Incontestablement. La lutte contre la fraude s’est beaucoup améliorée. Mais il reste encore du chemin à faire ! La fraude touche bien des domaines, les CEE, MaPrimeRénov’ mais aussi d’autres secteurs. Il est possible de s’inspirer de leurs expériences pour récupérer des méthodologies efficaces.
Il est question de confier le monogeste en plus de la rénovation globale à l’Anah en 2025. Qu’en pensez-vous ?
C’est une très mauvaise idée ! La réforme manquée du 1er janvier 2024 a entamé la confiance des professionnels, qui se sont détournés des travaux aidés pour installer des solutions moins chères et plus carbonées. Le GPCEE dénombre, chez les délégataires, les obligés et les mandataires les plus sérieux, environ 5000 personnes qui incitent les particuliers à effectuer des travaux en monogeste. Comment l’Anah compte-t-elle s’y prendre pour les remplacer ? Même si elle ne m’arrangeait pas en tant qu’entrepreneur, je pouvais comprendre en tant que citoyen la réforme de 2024. Mais ce nouveau changement reviendrait à créer un monopole autour d’un mécanisme de marché, ce qui serait incohérent.

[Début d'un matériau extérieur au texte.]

use std::f32::consts::TAU;

use glam::{Vec2, Vec3};

use crate::lines::{LineBatch, LineError, LineStyle, Projection};

const RING_RADIUS: f32 = 5.0;

const SQUARE_COUNT: usize = 20;
const SQUARE_HALF_SIZE: f32 = 0.7;
const SQUARE_COLOR: [f32; 4] = [0.8, 1.0, 0.9, 0.1];

const ROUNDED_COUNT: usize = 10;
const ROUNDED_SEGMENTS: usize = 16;
// SIDE_LENGTH doesn't include BORDER_RADIUS; the full square is their sum
const BORDER_RADIUS: f32 = 0.35;
const SIDE_LENGTH: f32 = 0.7;
const ROUNDED_COLOR: [f32; 4] = [0.8, 1.0, 0.9, 1.0];

/// Outline geometry drawn every frame.
#[derive(Copy, Clone, Debug, Default, PartialEq, Eq, clap::ValueEnum)]
pub enum Scene {
    /// Square outlines standing in a ring around the origin
    #[default]
    Ring,
    /// Rounded "window" outlines standing in a ring around the origin
    Rounded,
}

impl Scene {
    pub fn build(
        &self,
        batch: &mut LineBatch,
        projection: &Projection,
        thickness: f32,
    ) -> Result<(), LineError> {
        match self {
            Scene::Ring => build_ring(batch, projection, thickness),
            Scene::Rounded => build_rounded(batch, projection, thickness),
        }
    }
}

fn ring_position(i: usize, count: usize) -> Vec2 {
    let angle = i as f32 / count as f32 * TAU;
    Vec2::new(angle.cos(), angle.sin()) * RING_RADIUS
}

fn build_ring(batch: &mut LineBatch, projection: &Projection, thickness: f32) -> Result<(), LineError> {
    let style = LineStyle {
        thickness,
        color: SQUARE_COLOR,
    };
    let h = SQUARE_HALF_SIZE;
    for i in 0..SQUARE_COUNT {
        let centre = ring_position(i, SQUARE_COUNT);
        let contour = [(h, -h), (-h, -h), (-h, h), (h, h)]
            .map(|(dx, dy)| Vec3::new(centre.x + dx, dy, centre.y));
        batch.draw_polyline(&contour, true, true, &style, projection)?;
    }
    Ok(())
}

fn build_rounded(batch: &mut LineBatch, projection: &Projection, thickness: f32) -> Result<(), LineError> {
    let style = LineStyle {
        thickness,
        color: ROUNDED_COLOR,
    };
    for i in 0..ROUNDED_COUNT {
        let centre = ring_position(i, ROUNDED_COUNT);
        let contour: Vec<Vec3> = (0..ROUNDED_SEGMENTS)
            .map(|j| {
                let angle = j as f32 / ROUNDED_SEGMENTS as f32 * TAU;
                let mut p = Vec2::new(angle.cos(), angle.sin()) * BORDER_RADIUS;
                // push each quadrant of the circle out to its corner
                p.x += p.x.signum() * SIDE_LENGTH * 0.5;
                p.y += p.y.signum() * SIDE_LENGTH * 0.5;
                Vec3::new(centre.x + p.x, p.y, centre.y)
            })
            .collect();
        batch.draw_polyline(&contour, true, false, &style, projection)?;
    }
    Ok(())
}

#[cfg(test)]
mod tests {
    use glam::Mat4;

    use super::*;
    use crate::camera::Camera;

    fn projection() -> Projection {
        Projection {
            mvp: Camera::default().view_projection(16.0 / 9.0),
            aspect: 16.0 / 9.0,
        }
    }

    #[test]
    fn ring_emits_closed_bridged_squares() {
        let mut batch = LineBatch::new();
        Scene::Ring.build(&mut batch, &projection(), 0.02).unwrap();

        assert_eq!(batch.line_count(), SQUARE_COUNT * 4);
        assert_eq!(batch.vertices().len(), SQUARE_COUNT * 16);
        assert_eq!(batch.indices().len(), SQUARE_COUNT * 8 * 6);
        assert!(batch.vertices().iter().all(|v| v.color == SQUARE_COLOR));
    }

    #[test]
    fn rounded_emits_one_line_per_segment() {
        let mut batch = LineBatch::new();
        Scene::Rounded.build(&mut batch, &projection(), 0.02).unwrap();

        assert_eq!(batch.line_count(), ROUNDED_COUNT * ROUNDED_SEGMENTS);
        assert_eq!(batch.indices().len(), ROUNDED_COUNT * ROUNDED_SEGMENTS * 6);
        assert!(batch.vertices().iter().all(|v| v.color == ROUNDED_COLOR));
    }

    #[test]
    fn scene_vertices_are_finite() {
        for scene in [Scene::Ring, Scene::Rounded] {
            let mut batch = LineBatch::new();
            scene.build(&mut batch, &projection(), 0.02).unwrap();
            assert!(
                batch
                    .vertices()
                    .iter()
                    .all(|v| v.pos.iter().all(|c| c.is_finite()))
            );
        }
    }

    #[test]
    fn ring_squares_stand_on_the_circle() {
        let mut batch = LineBatch::new();
        let flat = Projection {
            mvp: Mat4::IDENTITY,
            aspect: 1.0,
        };
        Scene::Ring.build(&mut batch, &flat, 0.02).unwrap();
        // first square is centred on (RING_RADIUS, 0, 0); its first corner
        // sits at +x, -y
        let first = batch.vertices()[0].pos;
        assert!((first[0] - (RING_RADIUS + SQUARE_HALF_SIZE)).abs() < 0.02);
        assert!((first[1] + SQUARE_HALF_SIZE).abs() < 0.02);
    }
}
use crate::lines::LineBatch;
use crate::shader_types::{OutlineVertex, vertex_bytes};

const VERTICES_PER_LINE: usize = 4;
// A line quad plus one bridging quad at its end.
const INDICES_PER_LINE: usize = 12;

/// GPU copies of a [`LineBatch`], grown on demand.
pub struct LineBuffers {
    pub vertex: wgpu::Buffer,
    pub index: wgpu::Buffer,
    line_capacity: usize,
}

impl LineBuffers {
    pub fn new(device: &wgpu::Device, line_capacity: usize) -> Self {
        let line_capacity = line_capacity.max(1);
        Self {
            vertex: device.create_buffer(&wgpu::BufferDescriptor {
                label: Some("Outline Vertex Buffer"),
                size: (line_capacity * VERTICES_PER_LINE * std::mem::size_of::<OutlineVertex>())
                    as wgpu::BufferAddress,
                usage: wgpu::BufferUsages::VERTEX | wgpu::BufferUsages::COPY_DST,
                mapped_at_creation: false,
            }),
            index: device.create_buffer(&wgpu::BufferDescriptor {
                label: Some("Outline Index Buffer"),
                size: (line_capacity * INDICES_PER_LINE * std::mem::size_of::<u16>())
                    as wgpu::BufferAddress,
                usage: wgpu::BufferUsages::INDEX | wgpu::BufferUsages::COPY_DST,
                mapped_at_creation: false,
            }),
            line_capacity,
        }
    }

    /// Copies `batch` to the GPU, reallocating first if it does not fit.
    pub fn upload(&mut self, device: &wgpu::Device, queue: &wgpu::Queue, batch: &LineBatch) {
        if let Some(capacity) =
            grown_capacity(self.line_capacity, batch.vertices().len(), batch.indices().len())
        {
            log::debug!(
                "growing outline buffers from {} to {} lines",
                self.line_capacity,
                capacity
            );
            *self = Self::new(device, capacity);
        }

        if batch.is_empty() {
            return;
        }
        queue.write_buffer(&self.vertex, 0, vertex_bytes(batch.vertices()));
        queue.write_buffer(&self.index, 0, bytemuck::cast_slice(batch.indices()));
    }
}

/// New line capacity when `vertices`/`indices` overflow `current`, sized at
/// twice what is needed.
fn grown_capacity(current: usize, vertices: usize, indices: usize) -> Option<usize> {
    let needed = vertices
        .div_ceil(VERTICES_PER_LINE)
        .max(indices.div_ceil(INDICES_PER_LINE));
    (needed > current).then_some(needed * 2)
}
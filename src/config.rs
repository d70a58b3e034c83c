use clap::Parser;
use thiserror::Error;

use crate::scene::Scene;

/// Lines the GPU buffers can hold before the first reallocation.
pub const INITIAL_LINE_CAPACITY: usize = 128;

#[derive(Parser, Debug)]
#[command(author, version, about = "Glowing outline renderer", long_about = None)]
pub struct Args {
    /// MSAA sample count for the outline pass (1 or 4)
    #[arg(long, default_value_t = 4)]
    pub msaa: u32,

    /// Start with the frame cap disabled (toggle at runtime with F)
    #[arg(long)]
    pub uncapped: bool,

    /// Frame cap target
    #[arg(long, default_value_t = 60)]
    pub target_fps: u32,

    /// Geometry to draw
    #[arg(long, value_enum, default_value_t = Scene::Ring)]
    pub scene: Scene,

    /// Line thickness in normalized device units
    #[arg(long, default_value_t = 0.02)]
    pub thickness: f32,
}

#[derive(Debug, Error, PartialEq)]
pub enum ConfigError {
    #[error("unsupported MSAA sample count {0}, expected 1 or 4")]
    SampleCount(u32),
    #[error("target FPS must be positive")]
    TargetFps,
    #[error("line thickness must be a positive number, got {0}")]
    Thickness(f32),
}

#[derive(Clone, Debug, PartialEq)]
pub struct Config {
    pub sample_count: u32,
    pub fps_cap_enabled: bool,
    pub target_fps: u32,
    pub scene: Scene,
    pub thickness: f32,
    pub initial_line_capacity: usize,
}

impl Default for Config {
    fn default() -> Self {
        Self {
            sample_count: 4,
            fps_cap_enabled: true,
            target_fps: 60,
            scene: Scene::Ring,
            thickness: 0.02,
            initial_line_capacity: INITIAL_LINE_CAPACITY,
        }
    }
}

impl Config {
    pub fn from_args(args: Args) -> Result<Self, ConfigError> {
        if !matches!(args.msaa, 1 | 4) {
            return Err(ConfigError::SampleCount(args.msaa));
        }
        if args.target_fps == 0 {
            return Err(ConfigError::TargetFps);
        }
        if !(args.thickness.is_finite() && args.thickness > 0.0) {
            return Err(ConfigError::Thickness(args.thickness));
        }

        Ok(Self {
            sample_count: args.msaa,
            fps_cap_enabled: !args.uncapped,
            target_fps: args.target_fps,
            scene: args.scene,
            thickness: args.thickness,
            ..Self::default()
        })
    }
}

#[cfg(test)]
mod tests {
    use super::*;

    fn parse(args: &[&str]) -> Result<Config, ConfigError> {
        let args = Args::try_parse_from(std::iter::once("outline_glow").chain(args.iter().copied()))
            .expect("arguments should parse");
        Config::from_args(args)
    }

    #[test]
    fn defaults_match_cli_defaults() {
        assert_eq!(parse(&[]), Ok(Config::default()));
    }

    #[test]
    fn flags_override_defaults() {
        let config = parse(&["--msaa", "1", "--uncapped", "--scene", "rounded", "--target-fps", "144"])
            .unwrap();
        assert_eq!(config.sample_count, 1);
        assert!(!config.fps_cap_enabled);
        assert_eq!(config.scene, Scene::Rounded);
        assert_eq!(config.target_fps, 144);
    }

    #[test]
    fn invalid_values_are_rejected() {
        assert_eq!(parse(&["--msaa", "2"]), Err(ConfigError::SampleCount(2)));
        assert_eq!(parse(&["--target-fps", "0"]), Err(ConfigError::TargetFps));
        assert_eq!(parse(&["--thickness=-1"]), Err(ConfigError::Thickness(-1.0)));
    }

    #[test]
    fn unknown_scene_fails_to_parse() {
        let result = Args::try_parse_from(["outline_glow", "--scene", "teapot"]);
        assert!(result.is_err());
    }
}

Je tiens à souligner que la baisse des prix du gaz, l’instabilité politique et la baisse du pouvoir d’achat ont conduit à une reprise des émissions de CO2 en France, du fait notamment du regain observé sur le marché des chaudières.
Au sujet de la confiance des entreprises, n’est-elle pas gravement entamée, notamment du fait des retards chroniques de paiement de l’Anah ?
Un acteur comme Sonergia a dépensé beaucoup d’énergie pour garder la tête hors de l’eau. Aujourd’hui, nous versons en trois jours à nos partenaires artisans et entrepreneurs les aides MaPrimeRénov’ et CEE. Mais nous sommes très regardants sur nos partenaires, validés après un entretien de 45 minutes. Nous rejetons beaucoup de demandes et il nous arrive de sortir de notre liste de partenaires des entreprises qui ne présentent pas le niveau de sérieux requis.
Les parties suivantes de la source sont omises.